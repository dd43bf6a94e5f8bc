//! Console logging setup and the per-run diagnostic logger.
//!
//! Console output goes through `tracing` to stderr so it never mixes with
//! the panels and summaries printed on stdout. The [`Logger`] sits on top:
//! it decides what reaches the console and, in debug mode, mirrors every
//! entry into a JSON-lines file.

mod logger;

pub use logger::{prune_logs, LogEntry, LogErrorRecord, Logger, LoggerConfig, LOG_FILE_PREFIX};

use serde::{Deserialize, Serialize};
use tracing_subscriber::{fmt, EnvFilter};

/// Log level, shared by the console filter and file entries.
#[derive(Debug, Clone, Copy, Default, PartialEq, Eq, Serialize, Deserialize)]
#[serde(rename_all = "lowercase")]
pub enum LogLevel {
    /// Trace level - most verbose
    Trace,
    /// Debug level
    Debug,
    /// Info level
    Info,
    /// Warning level (default: warnings and errors always reach the console)
    #[default]
    Warn,
    /// Error level - least verbose
    Error,
    /// Disable console logging entirely
    Off,
}

impl LogLevel {
    fn as_filter(self) -> &'static str {
        match self {
            LogLevel::Trace => "trace",
            LogLevel::Debug => "debug",
            LogLevel::Info => "info",
            LogLevel::Warn => "warn",
            LogLevel::Error => "error",
            LogLevel::Off => "off",
        }
    }
}

impl From<u8> for LogLevel {
    /// Convert verbosity count to log level.
    /// 0 = Warn, 1 = Info, 2 = Debug, 3+ = Trace
    fn from(verbosity: u8) -> Self {
        match verbosity {
            0 => LogLevel::Warn,
            1 => LogLevel::Info,
            2 => LogLevel::Debug,
            _ => LogLevel::Trace,
        }
    }
}

/// Configuration for console logging.
#[derive(Debug, Clone)]
pub struct LoggingConfig {
    /// The log level to use
    pub level: LogLevel,
    /// Whether to include timestamps
    pub with_timestamps: bool,
    /// Whether to include the target (module path)
    pub with_target: bool,
    /// Whether to emit ANSI colours
    pub with_ansi: bool,
}

impl Default for LoggingConfig {
    fn default() -> Self {
        Self {
            level: LogLevel::Warn,
            with_timestamps: false,
            with_target: false,
            with_ansi: true,
        }
    }
}

impl LoggingConfig {
    /// Set the log level.
    pub fn with_level(mut self, level: LogLevel) -> Self {
        self.level = level;
        self
    }

    /// Set whether to include timestamps.
    pub fn with_timestamps(mut self, enabled: bool) -> Self {
        self.with_timestamps = enabled;
        self
    }

    /// Set whether to include the target (module path).
    pub fn with_target(mut self, enabled: bool) -> Self {
        self.with_target = enabled;
        self
    }

    /// Set whether to emit ANSI colours.
    pub fn with_ansi(mut self, enabled: bool) -> Self {
        self.with_ansi = enabled;
        self
    }

    /// Derive the console configuration from command-line flags.
    ///
    /// `--debug` lifts the level to at least debug and turns on timestamps
    /// and targets; `--quiet` limits output to errors.
    pub fn from_flags(debug: bool, verbosity: u8, quiet: bool) -> Self {
        if quiet {
            return Self::default().with_level(LogLevel::Error);
        }
        let level = match (debug, LogLevel::from(verbosity)) {
            (true, LogLevel::Trace) => LogLevel::Trace,
            (true, _) => LogLevel::Debug,
            (false, level) => level,
        };
        Self::default()
            .with_level(level)
            .with_timestamps(debug)
            .with_target(debug)
    }
}

/// Initialize console logging.
///
/// Call once at start-up. `RUST_LOG`, when set, takes precedence over the
/// configured level.
pub fn init_logging(config: LoggingConfig) {
    let env_filter = if std::env::var("RUST_LOG").is_ok() {
        EnvFilter::from_default_env()
    } else {
        EnvFilter::new(config.level.as_filter())
    };

    let subscriber = fmt::Subscriber::builder()
        .with_env_filter(env_filter)
        .with_writer(std::io::stderr)
        .with_target(config.with_target)
        .with_ansi(config.with_ansi);

    // A subscriber may already be installed (tests, embedding); keep it.
    if config.with_timestamps {
        let _ = subscriber.try_init();
    } else {
        let _ = subscriber.without_time().try_init();
    }
}

#[cfg(test)]
mod tests {
    use super::*;

    #[test]
    fn test_log_level_from_verbosity() {
        assert_eq!(LogLevel::from(0), LogLevel::Warn);
        assert_eq!(LogLevel::from(1), LogLevel::Info);
        assert_eq!(LogLevel::from(2), LogLevel::Debug);
        assert_eq!(LogLevel::from(10), LogLevel::Trace);
    }

    #[test]
    fn test_from_flags_debug_lifts_level() {
        let config = LoggingConfig::from_flags(true, 0, false);
        assert_eq!(config.level, LogLevel::Debug);
        assert!(config.with_timestamps);

        let config = LoggingConfig::from_flags(true, 3, false);
        assert_eq!(config.level, LogLevel::Trace);
    }

    #[test]
    fn test_from_flags_quiet_wins() {
        let config = LoggingConfig::from_flags(true, 2, true);
        assert_eq!(config.level, LogLevel::Error);
    }

    #[test]
    fn test_level_serializes_lowercase() {
        assert_eq!(serde_json::to_string(&LogLevel::Warn).unwrap(), "\"warn\"");
    }
}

++++++++++++++++++++

Exactly as written, transcribe every line shown above.

• [Exercise response]
repository dd43bf6a94e5f8bc
//! Console logging setup and the per-run diagnostic logger.
//!
//! Console output goes through `tracing` to stderr so it never mixes with
//! the panels and summaries printed on stdout. The [`Logger`] sits on top:
//! it decides what reaches the console and, in debug mode, mirrors every
//! entry into a JSON-lines file.

mod logger;

pub use logger::{prune_logs, LogEntry, LogErrorRecord, Logger, LoggerConfig, LOG_FILE_PREFIX};

use serde::{Deserialize, Serialize};
use tracing_subscriber::{fmt, EnvFilter};

/// Log level, shared by the console filter and file entries.
#[derive(Debug, Clone, Copy, Default, PartialEq, Eq, Serialize, Deserialize)]
#[serde(rename_all = "lowercase")]
pub enum LogLevel {
    /// Trace level - most verbose
    Trace,
    /// Debug level
    Debug,
    /// Info level
    Info,
    /// Warning level (default: warnings and errors always reach the console)
    #[default]
    Warn,
    /// Error level - least verbose
    Error,
    /// Disable console logging entirely
    Off,
}

impl LogLevel {
    fn as_filter(self) -> &'static str {
        match self {
            LogLevel::Trace => "trace",
            LogLevel::Debug => "debug",
            LogLevel::Info => "info",
            LogLevel::Warn => "warn",
            LogLevel::Error => "error",
            LogLevel::Off => "off",
        }
    }
}

impl From<u8> for LogLevel {
    /// Convert verbosity count to log level.
    /// 0 = Warn, 1 = Info, 2 = Debug, 3+ = Trace
    fn from(verbosity: u8) -> Self {
        match verbosity {
            0 => LogLevel::Warn,
            1 => LogLevel::Info,
            2 => LogLevel::Debug,
            _ => LogLevel::Trace,
        }
    }
}

/// Configuration for console logging.
#[derive(Debug, Clone)]
pub struct LoggingConfig {
    /// The log level to use
    pub level: LogLevel,
    /// Whether to include timestamps
    pub with_timestamps: bool,
    /// Whether to include the target (module path)
    pub with_target: bool,
    /// Whether to emit ANSI colours
    pub with_ansi: bool,
}

impl Default for LoggingConfig {
    fn default() -> Self {
        Self {
            level: LogLevel::Warn,
            with_timestamps: false,
            with_target: false,
            with_ansi: true,
        }
    }
}

impl LoggingConfig {
    /// Set the log level.
    pub fn with_level(mut self, level: LogLevel) -> Self {
        self.level = level;
        self
    }

    /// Set whether to include timestamps.
    pub fn with_timestamps(mut self, enabled: bool) -> Self {
        self.with_timestamps = enabled;
        self
    }

    /// Set whether to include the target (module path).
    pub fn with_target(mut self, enabled: bool) -> Self {
        self.with_target = enabled;
        self
    }

    /// Set whether to emit ANSI colours.
    pub fn with_ansi(mut self, enabled: bool) -> Self {
        self.with_ansi = enabled;
        self
    }

    /// Derive the console configuration from command-line flags.
    ///
    /// `--debug` lifts the level to at least debug and turns on timestamps
    /// and targets; `--quiet` limits output to errors.
    pub fn from_flags(debug: bool, verbosity: u8, quiet: bool) -> Self {
        if quiet {
            return Self::default().with_level(LogLevel::Error);
        }
        let level = match (debug, LogLevel::from(verbosity)) {
            (true, LogLevel::Trace) => LogLevel::Trace,
            (true, _) => LogLevel::Debug,
            (false, level) => level,
        };
        Self::default()
            .with_level(level)
            .with_timestamps(debug)
            .with_target(debug)
    }
}

/// Initialize console logging.
///
/// Call once at start-up. `RUST_LOG`, when set, takes precedence over the
/// configured level.
pub fn init_logging(config: LoggingConfig) {
    let env_filter = if std::env::var("RUST_LOG").is_ok() {
        EnvFilter::from_default_env()
    } else {
        EnvFilter::new(config.level.as_filter())
    };

    let subscriber = fmt::Subscriber::builder()
        .with_env_filter(env_filter)
        .with_writer(std::io::stderr)
        .with_target(config.with_target)
        .with_ansi(config.with_ansi);

    // A subscriber may already be installed (tests, embedding); keep it.
    if config.with_timestamps {
        let _ = subscriber.try_init();
    } else {
        let _ = subscriber.without_time().try_init();
    }
}

#[cfg(test)]
mod tests {
    use super::*;

    #[test]
    fn test_log_level_from_verbosity() {
        assert_eq!(LogLevel::from(0), LogLevel::Warn);
        assert_eq!(LogLevel::from(1), LogLevel::Info);
        assert_eq!(LogLevel::from(2), LogLevel::Debug);
        assert_eq!(LogLevel::from(10), LogLevel::Trace);
    }

    #[test]
    fn test_from_flags_debug_lifts_level() {
        let config = LoggingConfig::from_flags(true, 0, false);
        assert_eq!(config.level, LogLevel::Debug);
        assert!(config.with_timestamps);

        let config = LoggingConfig::from_flags(true, 3, false);
        assert_eq!(config.level, LogLevel::Trace);
    }

    #[test]
    fn test_from_flags_quiet_wins() {
        let config = LoggingConfig::from_flags(true, 2, true);
        assert_eq!(config.level, LogLevel::Error);
    }

    #[test]
    fn test_level_serializes_lowercase() {
        assert_eq!(serde_json::to_string(&LogLevel::Warn).unwrap(), "\"warn\"");
    }
}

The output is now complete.